Florenz / New York / Zürich, 14. April 2016. UNICEF veröffentlicht heute den Bericht «Fairness für Kinder» zum Wohlbefinden von Kindern in 41 OECD-Ländern. Er gibt Auskunft über die Faktoren von Ungleichheit, denen die am meisten benachteiligten Kinder verglichen zum Durchschnitt der Kinder ausgesetzt sind. Die Resultate sind ernüchternd: Die Einkommensschere ging seit 2010 in den meisten Ländern auf, den ärmsten Kindern geht es schlechter, Kinder aus armutsbetroffenen Familien ernähren sich weniger regelmässig und weniger gesund. Auch in der Schweiz steht es nicht überall zum Besten. Zwar hat sich die Zahl der armutsbetroffenen Kinder verringert. Der Schein aber trügt. Grund dafür sind Statistiken, die das wahre Ausmass verdecken.

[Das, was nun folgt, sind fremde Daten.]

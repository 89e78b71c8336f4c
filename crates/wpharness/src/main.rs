//! wpharness CLI
//!
//! Binary name: `wpharness`

use std::process;

use tracing_subscriber::EnvFilter;
use wpharness::cli::{build_cli, handlers};

#[tokio::main]
async fn main() {
    let matches = build_cli().get_matches();

    let level = if matches.get_flag("verbose") {
        tracing::Level::DEBUG
    } else {
        tracing::Level::INFO
    };
    tracing_subscriber::fmt()
        .with_env_filter(EnvFilter::from_default_env().add_directive(level.into()))
        .with_writer(std::io::stderr)
        .init();

    if let Err(err) = handlers::dispatch(&matches).await {
        #[allow(clippy::print_stderr)]
        {
            eprintln!("Error: {err:#}");
        }

        let code = err
            .downcast_ref::<wpharness_core::Error>()
            .map_or(1, wpharness_core::Error::exit_code);

        #[allow(clippy::exit)]
        process::exit(code);
    }
}
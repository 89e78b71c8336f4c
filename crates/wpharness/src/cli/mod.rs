pub mod handlers;

use clap::{Arg, ArgAction, Command};

pub fn build_cli() -> Command {
    Command::new("wpharness")
        .version(env!("CARGO_PKG_VERSION"))
        .about("Boundary-value tests for the WordPress comment form")
        .subcommand_required(true)
        .arg(
            Arg::new("verbose")
                .long("verbose")
                .short('v')
                .global(true)
                .action(ArgAction::SetTrue)
                .help("Log at debug level"),
        )
        .subcommand(cmd_run())
        .subcommand(cmd_twin())
}

fn cmd_run() -> Command {
    Command::new("run")
        .about("Run checks against a WordPress site")
        .arg(
            Arg::new("target")
                .value_parser(["comments", "login", "smoke", "all"])
                .default_value("all")
                .help("Which checks to run"),
        )
        .arg(
            Arg::new("base-url")
                .long("base-url")
                .value_name("URL")
                .help("Site root, overriding config"),
        )
        .arg(
            Arg::new("webdriver-url")
                .long("webdriver-url")
                .value_name("URL")
                .help("WebDriver endpoint, overriding config"),
        )
        .arg(
            Arg::new("driver")
                .long("driver")
                .value_parser(["browser", "http"])
                .help("How comment cases are submitted"),
        )
        .arg(
            Arg::new("only")
                .long("only")
                .value_name("CASE_ID")
                .value_delimiter(',')
                .action(ArgAction::Append)
                .help("Run only these cases, e.g. TC-COMMENT-06"),
        )
        .arg(
            Arg::new("json")
                .long("json")
                .action(ArgAction::SetTrue)
                .help("Print the report as JSON"),
        )
}

fn cmd_twin() -> Command {
    Command::new("twin")
        .about("Serve an in-memory WordPress twin")
        .arg(
            Arg::new("port")
                .long("port")
                .value_parser(clap::value_parser!(u16))
                .default_value("8080"),
        )
        .arg(
            Arg::new("flood-window-secs")
                .long("flood-window-secs")
                .value_parser(clap::value_parser!(u64))
                .default_value("15")
                .help("Minimum seconds between comments; 0 disables flood control"),
        )
        .arg(Arg::new("username").long("username").default_value("admin"))
        .arg(Arg::new("password").long("password").default_value("password"))
}
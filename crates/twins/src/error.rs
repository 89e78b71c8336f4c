//! Twin errors and the rejections it answers comment submissions with.

use axum::{
    http::StatusCode,
    response::{Html, IntoResponse, Response},
};
use thiserror::Error;

use crate::pages;

/// Why a comment submission was refused, in the wording WordPress uses.
#[derive(Debug, Clone, Copy, PartialEq, Eq, Error)]
pub enum CommentRejection {
    #[error("Your name is too long.")]
    NameTooLong,
    #[error("Your email address is too long.")]
    EmailTooLong,
    #[error("Your URL is too long.")]
    UrlTooLong,
    #[error("Your comment is too long.")]
    CommentTooLong,
    #[error("Please fill the required fields.")]
    MissingRequired,
    #[error("Please enter a valid email address.")]
    InvalidEmail,
    #[error("Please type your comment text.")]
    EmptyComment,
    #[error("Duplicate comment detected; it looks as though you have already said that!")]
    Duplicate,
    #[error("You are posting comments too quickly. Slow down.")]
    Flood,
    #[error("Sorry, comments are closed for this item.")]
    UnknownPost,
}

impl CommentRejection {
    #[must_use]
    pub const fn status(self) -> StatusCode {
        match self {
            Self::Duplicate => StatusCode::CONFLICT,
            Self::Flood => StatusCode::TOO_MANY_REQUESTS,
            Self::UnknownPost => StatusCode::NOT_FOUND,
            _ => StatusCode::OK,
        }
    }
}

impl IntoResponse for CommentRejection {
    fn into_response(self) -> Response {
        (
            self.status(),
            Html(pages::die_page("Comment Submission Failure", &self.to_string())),
        )
            .into_response()
    }
}

#[derive(Debug, Error)]
pub enum TwinError {
    #[error("Failed to bind twin listener on {addr}: {source}")]
    Bind {
        addr: String,
        source: std::io::Error,
    },

    #[error("Twin server error: {0}")]
    Serve(#[from] std::io::Error),
}

pub type Result<T> = std::result::Result<T, TwinError>;
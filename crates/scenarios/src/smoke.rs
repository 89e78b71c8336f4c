//! HTTP smoke checks: is the site up before anything heavier runs.

use tracing::info;
use wpharness_core::Config;

use crate::{Result, ScenarioError};

/// GET the posts REST endpoint and return how many posts it lists.
///
/// # Errors
///
/// [`ScenarioError::SmokeCheck`] on a non-success status or a body that is not
/// a JSON array; [`ScenarioError::Http`] on transport failure.
pub async fn check_posts_endpoint(client: &reqwest::Client, config: &Config) -> Result<usize> {
    let endpoint = config.posts_api_url();
    let response = client.get(&endpoint).send().await?;
    let status = response.status();
    if !status.is_success() {
        return Err(ScenarioError::SmokeCheck {
            endpoint,
            reason: format!("status {status}"),
        });
    }

    let body: serde_json::Value = response.json().await?;
    let count = body
        .as_array()
        .map(Vec::len)
        .ok_or_else(|| ScenarioError::SmokeCheck {
            endpoint: endpoint.clone(),
            reason: "response is not a JSON array".to_string(),
        })?;

    info!(endpoint = %endpoint, count, "Posts endpoint reachable");
    Ok(count)
}

/// GET the login page and return its body length.
///
/// # Errors
///
/// [`ScenarioError::SmokeCheck`] on a non-success status or an empty body.
pub async fn check_login_page(client: &reqwest::Client, config: &Config) -> Result<usize> {
    let endpoint = config.login_url();
    let response = client.get(&endpoint).send().await?;
    let status = response.status();
    if !status.is_success() {
        return Err(ScenarioError::SmokeCheck {
            endpoint,
            reason: format!("status {status}"),
        });
    }

    let body = response.text().await?;
    if body.trim().is_empty() {
        return Err(ScenarioError::SmokeCheck {
            endpoint,
            reason: "empty body".to_string(),
        });
    }

    info!(endpoint = %endpoint, bytes = body.len(), "Login page reachable");
    Ok(body.len())
}
//! Command-line front end for the WordPress comment-form harness.

#![cfg_attr(not(test), deny(clippy::unwrap_used))]
#![cfg_attr(not(test), deny(clippy::expect_used))]
#![cfg_attr(not(test), deny(clippy::panic))]
#![forbid(unsafe_code)]

pub mod cli;
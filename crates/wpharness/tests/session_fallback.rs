#![warn(clippy::pedantic)]
#![forbid(unsafe_code)]
#![allow(clippy::expect_used, clippy::unwrap_used)]

//! Reporting when no browser session can be opened.

use scenarios::{CheckReport, RunReport};
use wpharness::cli::handlers::run::open_session;
use wpharness_core::Config;

/// A WebDriver URL nothing listens on.
fn dead_endpoint() -> String {
    let listener = std::net::TcpListener::bind("127.0.0.1:0").unwrap();
    let addr = listener.local_addr().unwrap();
    drop(listener);
    format!("http://{addr}")
}

/// GIVEN: smoke results already in the report and no WebDriver listening
/// WHEN: opening the browser session
/// THEN: no session is returned and the failure joins the earlier checks
#[tokio::test]
async fn unreachable_webdriver_is_reported_as_a_check() {
    let config = Config {
        webdriver_url: dead_endpoint(),
        ..Config::default()
    };
    let mut report = RunReport::new(config.base_url.clone());
    report
        .checks
        .push(CheckReport::pass("posts-endpoint", "1 post(s) listed"));

    let session = open_session(&config, &mut report).await;

    assert!(session.is_none());
    assert_eq!(report.checks.len(), 2);
    assert_eq!(report.checks[0].name, "posts-endpoint");
    assert_eq!(report.checks[1].name, "webdriver");
    assert!(!report.checks[1].passed);
    assert!(!report.is_success());
    assert!(report
        .render_human()
        .contains("Result: FAILED (webdriver)"));
}
//! Fleet business logic - Handles all car-related operations.
//!
//! Provides functions for registering, listing, filtering, editing and removing cars.
//! All database functions are async and return Result types for error handling.

use crate::{
    entities::{Car, CarStatus, MaintenanceLog, Rental, car, maintenance_log, rental},
    errors::{Error, Result},
};
use sea_orm::{PaginatorTrait, QueryOrder, Set, prelude::*};

/// Editable fields of a car, used both for registration and for full edits.
#[derive(Debug, Clone, PartialEq)]
pub struct CarInput {
    /// Manufacturer
    pub brand: String,
    /// Model name
    pub model: String,
    /// License plate
    pub license_plate: String,
    /// Model year
    pub year: i32,
    /// Price per day
    pub daily_rate: f64,
    /// Operational status
    pub status: CarStatus,
}

impl CarInput {
    fn validate(&self) -> Result<()> {
        if self.brand.trim().is_empty() {
            return Err(Error::validation("Car brand cannot be empty"));
        }
        if self.model.trim().is_empty() {
            return Err(Error::validation("Car model cannot be empty"));
        }
        if self.license_plate.trim().is_empty() {
            return Err(Error::validation("License plate cannot be empty"));
        }
        if !self.daily_rate.is_finite() || self.daily_rate < 0.0 {
            return Err(Error::InvalidAmount {
                amount: self.daily_rate,
            });
        }
        Ok(())
    }
}

/// Registers a new car after validating its fields.
///
/// Text fields are trimmed; the plate is stored upper-cased so lookups are stable.
pub async fn create_car(db: &DatabaseConnection, input: CarInput) -> Result<car::Model> {
    input.validate()?;

    let car = car::ActiveModel {
        brand: Set(input.brand.trim().to_string()),
        model: Set(input.model.trim().to_string()),
        license_plate: Set(normalize_plate(&input.license_plate)),
        year: Set(input.year),
        daily_rate: Set(input.daily_rate),
        status: Set(input.status),
        created_at: Set(chrono::Utc::now()),
        ..Default::default()
    };

    let result = car.insert(db).await?;
    tracing::info!(car_id = result.id, plate = %result.license_plate, "Car registered");
    Ok(result)
}

/// Lists every car, most recently registered first.
pub async fn list_cars(db: &DatabaseConnection) -> Result<Vec<car::Model>> {
    Car::find()
        .order_by_desc(car::Column::CreatedAt)
        .order_by_desc(car::Column::Id)
        .all(db)
        .await
        .map_err(Into::into)
}

/// Lists cars that can be rented right now, ordered by model name.
pub async fn list_available_cars(db: &DatabaseConnection) -> Result<Vec<car::Model>> {
    Car::find()
        .filter(car::Column::Status.eq(CarStatus::Available))
        .order_by_asc(car::Column::Model)
        .all(db)
        .await
        .map_err(Into::into)
}

/// Finds a car by its primary key.
pub async fn get_car_by_id(db: &DatabaseConnection, car_id: i64) -> Result<Option<car::Model>> {
    Car::find_by_id(car_id).one(db).await.map_err(Into::into)
}

/// Finds a car by license plate, ignoring case and surrounding whitespace.
pub async fn get_car_by_plate(db: &DatabaseConnection, plate: &str) -> Result<Option<car::Model>> {
    Car::find()
        .filter(car::Column::LicensePlate.eq(normalize_plate(plate)))
        .one(db)
        .await
        .map_err(Into::into)
}

/// Replaces every editable field of a car.
pub async fn update_car(db: &DatabaseConnection, car_id: i64, input: CarInput) -> Result<car::Model> {
    input.validate()?;

    let existing = Car::find_by_id(car_id)
        .one(db)
        .await?
        .ok_or_else(|| Error::not_found("car", car_id))?;

    let mut car: car::ActiveModel = existing.into();
    car.brand = Set(input.brand.trim().to_string());
    car.model = Set(input.model.trim().to_string());
    car.license_plate = Set(normalize_plate(&input.license_plate));
    car.year = Set(input.year);
    car.daily_rate = Set(input.daily_rate);
    car.status = Set(input.status);

    car.update(db).await.map_err(Into::into)
}

/// Writes a car's status directly, with no transition rules.
pub async fn set_car_status<C>(db: &C, car_id: i64, status: CarStatus) -> Result<car::Model>
where
    C: ConnectionTrait,
{
    let existing = Car::find_by_id(car_id)
        .one(db)
        .await?
        .ok_or_else(|| Error::not_found("car", car_id))?;

    let mut car: car::ActiveModel = existing.into();
    car.status = Set(status);
    let updated = car.update(db).await?;
    tracing::debug!(car_id, status = ?status, "Car status changed");
    Ok(updated)
}

/// Deletes a car that no rental or maintenance log refers to.
pub async fn delete_car(db: &DatabaseConnection, car_id: i64) -> Result<()> {
    let car = Car::find_by_id(car_id)
        .one(db)
        .await?
        .ok_or_else(|| Error::not_found("car", car_id))?;

    let rentals = Rental::find()
        .filter(rental::Column::CarId.eq(car_id))
        .count(db)
        .await?;
    let logs = MaintenanceLog::find()
        .filter(maintenance_log::Column::CarId.eq(car_id))
        .count(db)
        .await?;

    if rentals > 0 || logs > 0 {
        return Err(Error::InUse {
            entity: "car",
            key: car.license_plate,
            dependents: format!("{rentals} rental(s) and {logs} maintenance log(s)"),
        });
    }

    car.delete(db).await?;
    tracing::info!(car_id, "Car deleted");
    Ok(())
}

/// Counts cars currently in the given status.
pub async fn count_cars_with_status(db: &DatabaseConnection, status: CarStatus) -> Result<u64> {
    Car::find()
        .filter(car::Column::Status.eq(status))
        .count(db)
        .await
        .map_err(Into::into)
}

/// Filters cars by a free-text search and an optional status.
///
/// The search matches brand, model or plate, case-insensitively. `None` status means
/// "all statuses".
#[must_use]
pub fn filter_cars(cars: &[car::Model], search: &str, status: Option<CarStatus>) -> Vec<car::Model> {
    let needle = search.trim().to_lowercase();

    cars.iter()
        .filter(|car| {
            let matches_search = needle.is_empty()
                || car.brand.to_lowercase().contains(&needle)
                || car.model.to_lowercase().contains(&needle)
                || car.license_plate.to_lowercase().contains(&needle);
            let matches_status = status.is_none_or(|wanted| car.status == wanted);
            matches_search && matches_status
        })
        .cloned()
        .collect()
}

/// Canonical form of a license plate.
#[must_use]
pub fn normalize_plate(plate: &str) -> String {
    plate.trim().to_uppercase()
}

Der Bericht «Fairness für Kinder» über das ungleiche Wohlbefinden von Kindern in 41 Ländern der Europäischen Union (EU) und der Organisation für wirtschaftliche Zusammenarbeit und Entwicklung (OECD) zeigt ernüchternde Resultate. Untersucht wurden Einkommensunterschiede, der Bildungserfolg sowie die Selbstwahrnehmung von Gesundheit und Zufriedenheit der Kinder. Dabei wurde der Fokus auf die Unterschiede zwischen den am meisten benachteiligten Kindern und dem Durchschnitt der Kinder in einem Land gerichtet. Mit anderen Worten, wie weit können die verletzlichsten Kinder zurückfallen und an Unterschieden leiden.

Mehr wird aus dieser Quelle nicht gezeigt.